Transcribe all the entries that follow, leaving nothing out.

[[ RECORD EXCERPTS, beginning ]]

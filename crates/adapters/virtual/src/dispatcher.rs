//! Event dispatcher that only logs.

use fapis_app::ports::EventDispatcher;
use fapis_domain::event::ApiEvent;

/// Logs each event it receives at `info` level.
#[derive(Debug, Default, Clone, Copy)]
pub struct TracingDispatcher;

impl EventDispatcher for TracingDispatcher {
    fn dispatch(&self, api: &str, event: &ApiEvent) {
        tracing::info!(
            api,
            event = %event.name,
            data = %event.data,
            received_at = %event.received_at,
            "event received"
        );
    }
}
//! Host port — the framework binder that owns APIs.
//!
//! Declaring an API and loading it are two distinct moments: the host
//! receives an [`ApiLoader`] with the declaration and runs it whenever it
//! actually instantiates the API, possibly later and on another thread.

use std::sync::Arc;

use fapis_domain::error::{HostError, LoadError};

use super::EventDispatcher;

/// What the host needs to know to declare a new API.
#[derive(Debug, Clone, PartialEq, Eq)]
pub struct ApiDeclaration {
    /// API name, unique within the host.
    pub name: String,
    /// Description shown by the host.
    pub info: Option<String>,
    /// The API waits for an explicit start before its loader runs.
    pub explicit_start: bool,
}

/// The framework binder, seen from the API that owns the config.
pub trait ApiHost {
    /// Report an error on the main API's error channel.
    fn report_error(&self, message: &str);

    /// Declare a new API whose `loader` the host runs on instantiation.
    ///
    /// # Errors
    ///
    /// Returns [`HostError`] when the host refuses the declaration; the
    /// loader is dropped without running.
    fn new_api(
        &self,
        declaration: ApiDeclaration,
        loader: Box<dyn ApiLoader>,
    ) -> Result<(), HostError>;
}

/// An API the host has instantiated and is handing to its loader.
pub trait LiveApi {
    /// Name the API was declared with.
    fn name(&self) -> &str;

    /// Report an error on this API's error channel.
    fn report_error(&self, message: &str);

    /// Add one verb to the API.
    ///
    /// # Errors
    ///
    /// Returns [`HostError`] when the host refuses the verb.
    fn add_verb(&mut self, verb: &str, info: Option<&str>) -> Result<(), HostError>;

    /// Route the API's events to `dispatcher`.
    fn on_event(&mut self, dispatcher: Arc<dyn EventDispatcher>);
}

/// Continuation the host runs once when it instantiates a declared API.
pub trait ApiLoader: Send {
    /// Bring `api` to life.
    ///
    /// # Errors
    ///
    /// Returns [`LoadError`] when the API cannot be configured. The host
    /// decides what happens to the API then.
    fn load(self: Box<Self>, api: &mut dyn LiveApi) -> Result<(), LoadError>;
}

[[ RECORD EXCERPTS, end ]]

▸ SOLUTION TO THIS EXERCISE
filename crates/adapters/virtual/src/dispatcher.rs
//! Event dispatcher that only logs.

use fapis_app::ports::EventDispatcher;
use fapis_domain::event::ApiEvent;

/// Logs each event it receives at `info` level.
#[derive(Debug, Default, Clone, Copy)]
pub struct TracingDispatcher;

impl EventDispatcher for TracingDispatcher {
    fn dispatch(&self, api: &str, event: &ApiEvent) {
        tracing::info!(
            api,
            event = %event.name,
            data = %event.data,
            received_at = %event.received_at,
            "event received"
        );
    }
}
//! Host port — the framework binder that owns APIs.
//!
//! Declaring an API and loading it are two distinct moments: the host
//! receives an [`ApiLoader`] with the declaration and runs it whenever it
//! actually instantiates the API, possibly later and on another thread.

use std::sync::Arc;

use fapis_domain::error::{HostError, LoadError};

use super::EventDispatcher;

/// What the host needs to know to declare a new API.
#[derive(Debug, Clone, PartialEq, Eq)]
pub struct ApiDeclaration {
    /// API name, unique within the host.
    pub name: String,
    /// Description shown by the host.
    pub info: Option<String>,
    /// The API waits for an explicit start before its loader runs.
    pub explicit_start: bool,
}

/// The framework binder, seen from the API that owns the config.
pub trait ApiHost {
    /// Report an error on the main API's error channel.
    fn report_error(&self, message: &str);

    /// Declare a new API whose `loader` the host runs on instantiation.
    ///
    /// # Errors
    ///
    /// Returns [`HostError`] when the host refuses the declaration; the
    /// loader is dropped without running.
    fn new_api(
        &self,
        declaration: ApiDeclaration,
        loader: Box<dyn ApiLoader>,
    ) -> Result<(), HostError>;
}

/// An API the host has instantiated and is handing to its loader.
pub trait LiveApi {
    /// Name the API was declared with.
    fn name(&self) -> &str;

    /// Report an error on this API's error channel.
    fn report_error(&self, message: &str);

    /// Add one verb to the API.
    ///
    /// # Errors
    ///
    /// Returns [`HostError`] when the host refuses the verb.
    fn add_verb(&mut self, verb: &str, info: Option<&str>) -> Result<(), HostError>;

    /// Route the API's events to `dispatcher`.
    fn on_event(&mut self, dispatcher: Arc<dyn EventDispatcher>);
}

/// Continuation the host runs once when it instantiates a declared API.
pub trait ApiLoader: Send {
    /// Bring `api` to life.
    ///
    /// # Errors
    ///
    /// Returns [`LoadError`] when the API cannot be configured. The host
    /// decides what happens to the API then.
    fn load(self: Box<Self>, api: &mut dyn LiveApi) -> Result<(), LoadError>;
}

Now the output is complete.